Wilderness therapy, also known as outdoor behavioural healthcare, is a highly controversial form of treatment in the US.

Paris Hilton has since become one of its most prominent critics, alleging abuse during her own teenage placement and successfully lobbying for the Stop Institutional Child Abuse Act, passed in December 2024.

Lexi described being strip-searched upon arrival and issued basic clothing and a backpack “bigger than me.”

After three months, she was sent directly to a residential treatment centre in Utah, where similar restrictions continued.

It was there that she learned her father had died.

“I spoke to him two days before, on his birthday,” she said. “We both knew.”

Then she saw the announcement stating Bowie had passed away “surrounded by his whole family.”

“It made me physically ill,” she said. “Because the whole family was there. Except for me.”

Lexi said her grief was processed within the programme through a structured “Grief and Loss Phase,” with assigned expectations and milestones.

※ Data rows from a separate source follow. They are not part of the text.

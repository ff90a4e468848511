//! Channel relay core contracts and pipeline stages.
//!
//! This crate holds the data exchanged between the Telegram adapter and the outbound
//! queue: channel references and the tracked set, inbound update shapes, the filter
//! that picks tracked channel posts, and the envelope builder with its dedup key.
pub mod channel;
pub mod envelope;
pub mod filter;
pub mod registry;
pub mod subjects;
pub mod update;

pub use channel::*;
pub use envelope::*;
pub use filter::*;
pub use registry::*;
pub use subjects::*;
pub use update::*;
use std::env;

#[derive(Debug, Clone)]
pub struct TelemetryConfig {
    pub service_name: String,
    pub service_version: String,
    pub environment: String,
    pub json_logs: bool,
    /// Fallback filter when `RUST_LOG` is not set.
    pub default_filter: String,
}

impl TelemetryConfig {
    pub fn from_env(default_service_name: &str, default_service_version: &str) -> Self {
        let service_name =
            env::var("OTEL_SERVICE_NAME").unwrap_or_else(|_| default_service_name.to_string());
        let service_version = env::var("OTEL_SERVICE_VERSION")
            .unwrap_or_else(|_| default_service_version.to_string());
        let environment = env::var("OTEL_RESOURCE_ATTRIBUTES")
            .ok()
            .and_then(parse_environment_from_resource)
            .unwrap_or_else(|| env::var("DEPLOYMENT_ENV").unwrap_or_else(|_| "dev".into()));
        let json_logs = env::var("LOG_FORMAT")
            .map(|v| !matches!(v.to_lowercase().as_str(), "text" | "pretty" | "plain"))
            .unwrap_or(true);
        let default_filter = env::var("LOG_LEVEL").unwrap_or_else(|_| "info".into());

        Self {
            service_name,
            service_version,
            environment,
            json_logs,
            default_filter,
        }
    }
}

fn parse_environment_from_resource(value: String) -> Option<String> {
    for kv in value.split(',') {
        let mut parts = kv.splitn(2, '=');
        let key = parts.next()?.trim();
        let val = parts.next()?.trim();
        if key == "deployment.environment" {
            return Some(val.to_string());
        }
    }
    None
}
use std::{ops::AddAssign, sync::Arc, time::Instant};

use relay_core::{ENVELOPE_MESSAGE_TYPE, OutboundEnvelope, envelope_subject};
use relay_telemetry::{TelemetryLabels, record_counter, record_histogram, with_common_fields};
use tracing::{Instrument, debug, error, info, info_span, warn};

use crate::{BusError, OrderedDelivery, QueueClass, QueueClient, QueueSend};

const PUBLISH_SPAN_NAME: &str = "relay.publish";
const PUBLISHED_COUNTER: &str = "relay_envelopes_published";
const DUPLICATE_COUNTER: &str = "relay_envelopes_duplicate";
const FAILURE_COUNTER: &str = "relay_delivery_failures";
const LATENCY_HISTOGRAM: &str = "relay_publish_duration_ms";
const METRIC_SOURCE: &str = "publisher";
const LOGGED_TEXT_CHARS: usize = 200;

/// Outcome of publishing one batch.
#[derive(Debug, Clone, Copy, Default, PartialEq, Eq)]
pub struct PublishResult {
    pub attempted: usize,
    pub delivered: usize,
    /// Sends the queue acknowledged as repeats of an earlier dedup key.
    pub duplicates: usize,
    pub failed: usize,
}

impl PublishResult {
    pub fn is_success(&self) -> bool {
        self.failed == 0
    }
}

impl AddAssign for PublishResult {
    fn add_assign(&mut self, rhs: Self) {
        self.attempted += rhs.attempted;
        self.delivered += rhs.delivered;
        self.duplicates += rhs.duplicates;
        self.failed += rhs.failed;
    }
}

#[derive(Clone)]
struct DeliveryTarget {
    queue: Arc<dyn QueueClient>,
    subject: String,
    group_key: String,
}

/// Sends envelope batches to the outbound queue, one send per envelope.
///
/// A failed send is logged and counted; the rest of the batch still goes out.
/// There is no retry here beyond what the queue client does itself.
#[derive(Clone, Default)]
pub struct DeliveryPublisher {
    target: Option<DeliveryTarget>,
}

impl DeliveryPublisher {
    /// Publisher for a deployment without a queue. Envelopes are logged, not sent.
    pub fn disabled() -> Self {
        Self { target: None }
    }

    pub fn new(
        queue: Arc<dyn QueueClient>,
        subject: impl Into<String>,
        group_key: impl Into<String>,
    ) -> Self {
        Self {
            target: Some(DeliveryTarget {
                queue,
                subject: subject.into(),
                group_key: group_key.into(),
            }),
        }
    }

    pub fn is_enabled(&self) -> bool {
        self.target.is_some()
    }

    pub async fn publish(&self, batch: &[OutboundEnvelope]) -> PublishResult {
        let mut result = PublishResult::default();
        let Some(target) = &self.target else {
            for envelope in batch {
                info!(
                    channel_id = %envelope.channel_id,
                    handle = envelope.handle.as_deref().unwrap_or(""),
                    msg_id = envelope.message_id,
                    timestamp = %envelope.timestamp,
                    permalink = %envelope.permalink,
                    text = %snippet(&envelope.text),
                    edited = envelope.edited,
                    "channel post"
                );
            }
            return result;
        };

        for envelope in batch {
            result.attempted += 1;
            let span = info_span!(
                PUBLISH_SPAN_NAME,
                channel_id = tracing::field::Empty,
                msg_id = tracing::field::Empty,
                dedup_key = %envelope.dedup_key(),
            );
            with_common_fields(
                &span,
                Some(&envelope.channel_id.to_string()),
                Some(&envelope.message_id.to_string()),
            );

            let started = Instant::now();
            let outcome = target.send(envelope).instrument(span).await;
            record_histogram(
                LATENCY_HISTOGRAM,
                started.elapsed().as_secs_f64() * 1000.0,
                &labels(envelope),
            );

            match outcome {
                Ok(receipt) if receipt.duplicate => {
                    result.duplicates += 1;
                    record_counter(DUPLICATE_COUNTER, 1, &labels(envelope));
                    debug!(
                        channel_id = %envelope.channel_id,
                        msg_id = envelope.message_id,
                        "queue suppressed duplicate envelope"
                    );
                }
                Ok(_) => {
                    result.delivered += 1;
                    record_counter(PUBLISHED_COUNTER, 1, &labels(envelope));
                }
                Err(err) => {
                    result.failed += 1;
                    record_counter(FAILURE_COUNTER, 1, &labels(envelope));
                    error!(
                        channel_id = %envelope.channel_id,
                        msg_id = envelope.message_id,
                        error = %err,
                        "envelope publish failed"
                    );
                }
            }
        }

        if result.failed > 0 {
            warn!(
                attempted = result.attempted,
                failed = result.failed,
                "batch published with failures"
            );
        }
        result
    }

    /// Releases the queue connection, if any.
    pub async fn close(&self) -> Result<(), BusError> {
        match &self.target {
            Some(target) => target.queue.close().await,
            None => Ok(()),
        }
    }
}

impl DeliveryTarget {
    fn prepare(&self, envelope: &OutboundEnvelope) -> Result<QueueSend, BusError> {
        let ordered = match self.queue.class() {
            QueueClass::Fifo => Some(OrderedDelivery {
                group_key: self.group_key.clone(),
                dedup_key: envelope.dedup_key(),
            }),
            QueueClass::Standard => None,
        };
        Ok(QueueSend {
            subject: envelope_subject(&self.subject, envelope.channel_id),
            body: serde_json::to_string(envelope)?,
            message_type: ENVELOPE_MESSAGE_TYPE.to_string(),
            ordered,
        })
    }

    async fn send(&self, envelope: &OutboundEnvelope) -> Result<crate::SendReceipt, BusError> {
        let message = self.prepare(envelope)?;
        self.queue.send(&message).await
    }
}

fn snippet(text: &str) -> String {
    match text.char_indices().nth(LOGGED_TEXT_CHARS) {
        Some((end, _)) => format!("{}...", &text[..end]),
        None => text.to_string(),
    }
}

fn labels(envelope: &OutboundEnvelope) -> TelemetryLabels {
    let mut labels = TelemetryLabels::new(METRIC_SOURCE);
    labels.channel_id = Some(envelope.channel_id.to_string());
    labels
}
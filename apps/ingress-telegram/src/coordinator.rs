//! Drives updates through filter, envelope builder and publisher.

use futures::{Stream, StreamExt};
use relay_bus::{DeliveryPublisher, PublishResult};
use relay_core::{
    Classification, OutboundEnvelope, RawUpdate, UpdateBatch, UpdateFilter, build_envelope,
};
use relay_telemetry::{TelemetryLabels, record_counter, record_gauge, with_common_fields};
use tokio::sync::watch;
use tracing::{debug, info, info_span, warn};

use crate::source::StreamError;

const UPDATE_SPAN_NAME: &str = "relay.update";
const RECEIVED_COUNTER: &str = "relay_updates_received";
const REJECTED_COUNTER: &str = "relay_updates_rejected";
const BUILT_COUNTER: &str = "relay_envelopes_built";
const TRACKED_GAUGE: &str = "relay_tracked_channels";
const METRIC_SOURCE: &str = "coordinator";

#[derive(Debug, Clone, Copy, PartialEq, Eq)]
pub enum CoordinatorState {
    Idle,
    Running,
    Draining,
    Stopped,
}

#[derive(Debug, Clone, Copy, PartialEq, Eq)]
pub enum StopCause {
    Signal,
    StreamEnded,
    StreamFailed,
}

#[derive(Debug, Clone, Copy, PartialEq, Eq)]
pub struct RunSummary {
    pub updates_seen: usize,
    pub accepted: usize,
    pub rejected: usize,
    pub publish: PublishResult,
    pub stop_cause: StopCause,
    pub final_state: CoordinatorState,
}

#[derive(Debug, Default, Clone, Copy)]
struct Tally {
    seen: usize,
    accepted: usize,
    rejected: usize,
    publish: PublishResult,
}

/// Single-consumer pipeline over one update stream.
///
/// Batches are handled strictly in arrival order and each batch's publish runs
/// to completion before the next batch or the stop signal is looked at.
pub struct Coordinator {
    filter: UpdateFilter,
    publisher: DeliveryPublisher,
    state: CoordinatorState,
    tally: Tally,
}

impl Coordinator {
    pub fn new(filter: UpdateFilter, publisher: DeliveryPublisher) -> Self {
        Self {
            filter,
            publisher,
            state: CoordinatorState::Idle,
            tally: Tally::default(),
        }
    }

    pub fn state(&self) -> CoordinatorState {
        self.state
    }

    /// Classifies one update and builds its envelope when accepted.
    pub fn process_update(&mut self, update: &RawUpdate) -> Option<OutboundEnvelope> {
        self.tally.seen += 1;
        record_counter(RECEIVED_COUNTER, 1, &TelemetryLabels::new(METRIC_SOURCE));

        let span = info_span!(
            UPDATE_SPAN_NAME,
            kind = update.kind(),
            channel_id = tracing::field::Empty,
            msg_id = tracing::field::Empty,
        );
        let _entered = span.enter();

        match self.filter.classify(update) {
            Classification::Accepted(candidate) => {
                with_common_fields(
                    &span,
                    Some(&candidate.channel_id.to_string()),
                    Some(&candidate.message_id.to_string()),
                );
                self.tally.accepted += 1;
                let envelope = build_envelope(&candidate);
                let mut labels = TelemetryLabels::new(METRIC_SOURCE);
                labels.channel_id = Some(envelope.channel_id.to_string());
                record_counter(BUILT_COUNTER, 1, &labels);
                debug!(dedup_key = %envelope.dedup_key(), "envelope built");
                Some(envelope)
            }
            Classification::Rejected(reason) => {
                self.tally.rejected += 1;
                record_counter(
                    REJECTED_COUNTER,
                    1,
                    &TelemetryLabels::new(METRIC_SOURCE).with_extra("reason", reason.as_str()),
                );
                debug!(reason = reason.as_str(), "update skipped");
                None
            }
        }
    }

    /// Runs one batch through the pipeline and publishes what was accepted.
    pub async fn process_batch(&mut self, batch: &UpdateBatch) -> PublishResult {
        let envelopes: Vec<OutboundEnvelope> = batch
            .iter()
            .filter_map(|update| self.process_update(update))
            .collect();
        let result = self.publisher.publish(&envelopes).await;
        self.tally.publish += result;
        result
    }

    /// Consumes `updates` until the stream ends or fails, or `shutdown` turns true.
    pub async fn run<S>(&mut self, updates: S, mut shutdown: watch::Receiver<bool>) -> RunSummary
    where
        S: Stream<Item = Result<UpdateBatch, StreamError>> + Unpin + Send,
    {
        let mut updates = updates;
        self.state = CoordinatorState::Running;
        record_gauge(
            TRACKED_GAUGE,
            self.filter.tracked().len() as f64,
            &TelemetryLabels::new(METRIC_SOURCE),
        );
        info!(
            tracks_all = self.filter.tracked().tracks_all(),
            channels = self.filter.tracked().len(),
            delivery = self.publisher.is_enabled(),
            "coordinator running"
        );

        let mut signals_open = true;
        let stop_cause = loop {
            if *shutdown.borrow() {
                break StopCause::Signal;
            }

            let next = tokio::select! {
                biased;
                changed = shutdown.changed(), if signals_open => {
                    if changed.is_err() {
                        signals_open = false;
                    }
                    continue;
                }
                next = updates.next() => next,
            };

            match next {
                Some(Ok(batch)) => {
                    self.process_batch(&batch).await;
                }
                Some(Err(err)) => {
                    warn!(error = %err, "update stream failed");
                    break StopCause::StreamFailed;
                }
                None => {
                    info!("update stream ended");
                    break StopCause::StreamEnded;
                }
            }
        };

        self.state = CoordinatorState::Draining;
        info!(cause = ?stop_cause, "coordinator draining");
        drop(updates);
        if let Err(err) = self.publisher.close().await {
            warn!(error = %err, "queue close failed");
        }
        self.state = CoordinatorState::Stopped;

        let summary = RunSummary {
            updates_seen: self.tally.seen,
            accepted: self.tally.accepted,
            rejected: self.tally.rejected,
            publish: self.tally.publish,
            stop_cause,
            final_state: self.state,
        };
        info!(
            updates = summary.updates_seen,
            accepted = summary.accepted,
            published = summary.publish.delivered,
            failed = summary.publish.failed,
            "coordinator stopped"
        );
        summary
    }
}

#[cfg(test)]
mod tests {
    use super::*;
    use relay_core::{ChannelId, Peer, RawMessage, TrackedChannelSet};
    use tracing_test::traced_test;

    fn post(channel: i64, id: i64) -> RawUpdate {
        RawUpdate::NewChannelMessage(RawMessage {
            id,
            date: 1_700_000_000,
            peer: Peer::Channel {
                id: ChannelId(channel),
                handle: None,
            },
            text: Some("hello".into()),
            media: None,
        })
    }

    fn coordinator() -> Coordinator {
        let mut tracked = TrackedChannelSet::listed();
        tracked.insert_id(ChannelId(100));
        Coordinator::new(UpdateFilter::new(tracked), DeliveryPublisher::disabled())
    }

    #[test]
    fn starts_idle() {
        assert_eq!(coordinator().state(), CoordinatorState::Idle);
    }

    #[test]
    #[traced_test]
    fn rejected_updates_are_counted_and_logged() {
        let mut coordinator = coordinator();
        assert!(coordinator.process_update(&post(100, 1)).is_some());
        assert!(coordinator.process_update(&post(200, 1)).is_none());
        assert!(
            coordinator
                .process_update(&RawUpdate::Other("typing".into()))
                .is_none()
        );
        assert_eq!(coordinator.tally.seen, 3);
        assert_eq!(coordinator.tally.accepted, 1);
        assert_eq!(coordinator.tally.rejected, 2);
        assert!(logs_contain("update skipped"));
    }

    #[tokio::test]
    async fn already_signalled_shutdown_stops_before_reading() {
        let mut coordinator = coordinator();
        let (_tx, rx) = watch::channel(true);
        let summary = coordinator
            .run(futures::stream::iter(vec![Ok(vec![post(100, 1)])]), rx)
            .await;
        assert_eq!(summary.stop_cause, StopCause::Signal);
        assert_eq!(summary.updates_seen, 0);
        assert_eq!(coordinator.state(), CoordinatorState::Stopped);
    }

    #[tokio::test]
    async fn dropped_signal_sender_keeps_running_until_stream_ends() {
        let mut coordinator = coordinator();
        let (tx, rx) = watch::channel(false);
        drop(tx);
        let summary = coordinator
            .run(futures::stream::iter(vec![Ok(vec![post(100, 1)])]), rx)
            .await;
        assert_eq!(summary.stop_cause, StopCause::StreamEnded);
        assert_eq!(summary.accepted, 1);
        assert_eq!(summary.final_state, CoordinatorState::Stopped);
    }
}
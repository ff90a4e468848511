//! Telegram channel relay: resolves the configured channels, consumes Bot API
//! updates (long polling or webhook), and forwards channel posts to the
//! outbound queue.

use std::{sync::Arc, time::Duration};

use anyhow::{Context, Result};
use relay_bus::{DeliveryPublisher, JetStreamQueue};
use relay_core::{ChannelRegistry, UpdateFilter};
use tokio::{signal, sync::watch};
use tracing::{info, warn};

pub mod config;
pub mod coordinator;
pub mod source;
pub mod telegram_api;

pub use config::{IngressMode, RelayConfig, TelegramSettings, load_config};
pub use coordinator::{Coordinator, CoordinatorState, RunSummary, StopCause};
pub use source::{BatchSender, StreamError, UpdateSource, UpdateStream, update_channel};

use crate::{
    source::{spawn_polling, spawn_webhook},
    telegram_api::{ALLOWED_UPDATES, HttpTelegramApi, TelegramApi, TelegramDirectory},
};

const WEBHOOK_DRAIN_GRACE: Duration = Duration::from_secs(5);

/// Runs the relay until Ctrl-C / SIGTERM or until the update stream goes away.
pub async fn run(config: &RelayConfig) -> Result<RunSummary> {
    let (shutdown_tx, shutdown_rx) = watch::channel(false);
    tokio::spawn(async move {
        shutdown_signal().await;
        info!("stop signal received");
        let _ = shutdown_tx.send(true);
    });
    run_with_shutdown(config, shutdown_rx).await
}

/// Same as [`run`], with the stop signal supplied by the caller.
pub async fn run_with_shutdown(
    config: &RelayConfig,
    shutdown: watch::Receiver<bool>,
) -> Result<RunSummary> {
    let settings = &config.telegram;
    let api: Arc<dyn TelegramApi> = Arc::new(HttpTelegramApi::new(
        reqwest::Client::new(),
        Some(settings.api_base.clone()),
        settings.bot_token.clone(),
    ));

    let directory = TelegramDirectory::new(api.clone());
    let registry = ChannelRegistry::load(&directory, &config.channels).await;
    let filter = UpdateFilter::new(registry.into_tracked());

    let publisher = match &config.queue {
        Some(queue) => {
            let client = JetStreamQueue::connect(queue)
                .await
                .context("connect outbound queue")?;
            DeliveryPublisher::new(
                Arc::new(client),
                queue.subject.clone(),
                queue.group_key.clone(),
            )
        }
        None => {
            info!("no queue configured; delivery disabled");
            DeliveryPublisher::disabled()
        }
    };

    let UpdateSource {
        updates,
        mut worker,
    } = match settings.mode {
        IngressMode::Polling => {
            api.delete_webhook(false)
                .await
                .context("clear telegram webhook before polling")?;
            info!(
                timeout_secs = settings.poll_timeout_secs,
                "telegram long polling"
            );
            spawn_polling(api.clone(), settings.poll_timeout_secs)
        }
        IngressMode::Webhook => {
            let source =
                spawn_webhook(settings.bind, settings.secret_token.clone(), shutdown.clone())
                    .await?;
            if let Some(url) = settings.public_webhook_url.as_deref() {
                api.set_webhook(url, settings.secret_token.as_deref(), &ALLOWED_UPDATES)
                    .await
                    .context("register telegram webhook")?;
                info!(url, "telegram webhook registered");
            }
            source
        }
    };

    let mut coordinator = Coordinator::new(filter, publisher);
    let summary = coordinator.run(updates, shutdown).await;

    if settings.mode == IngressMode::Webhook
        && tokio::time::timeout(WEBHOOK_DRAIN_GRACE, &mut worker)
            .await
            .is_err()
    {
        warn!("webhook server did not stop in time");
    }
    worker.abort();

    Ok(summary)
}

async fn shutdown_signal() {
    let ctrl_c = async {
        if let Err(err) = signal::ctrl_c().await {
            warn!(error = %err, "failed to install Ctrl+C handler");
            std::future::pending::<()>().await;
        }
    };

    #[cfg(unix)]
    let terminate = async {
        match signal::unix::signal(signal::unix::SignalKind::terminate()) {
            Ok(mut sigterm) => {
                sigterm.recv().await;
            }
            Err(err) => {
                warn!(error = %err, "failed to install SIGTERM handler");
                std::future::pending::<()>().await;
            }
        }
    };

    #[cfg(not(unix))]
    let terminate = std::future::pending::<()>();

    tokio::select! {
        _ = ctrl_c => {},
        _ = terminate => {},
    }
}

“At the time, I thought that was normal,” she said. “That was my only frame of reference.”

After returning home shortly before turning 16, she admitted she slipped back into old patterns and was later sent to another programme — a cycle that left her feeling like a problem being passed along.

Despite everything, Lexi said the experience shaped her emotional awareness and resilience.

“I was forced to look inward before I even had a chance to look outward,” she said.

But she admitted lasting effects remain.

“I still flinch when things feel too controlled,” she confessed. “I still scan rooms for rules I haven’t been told yet.”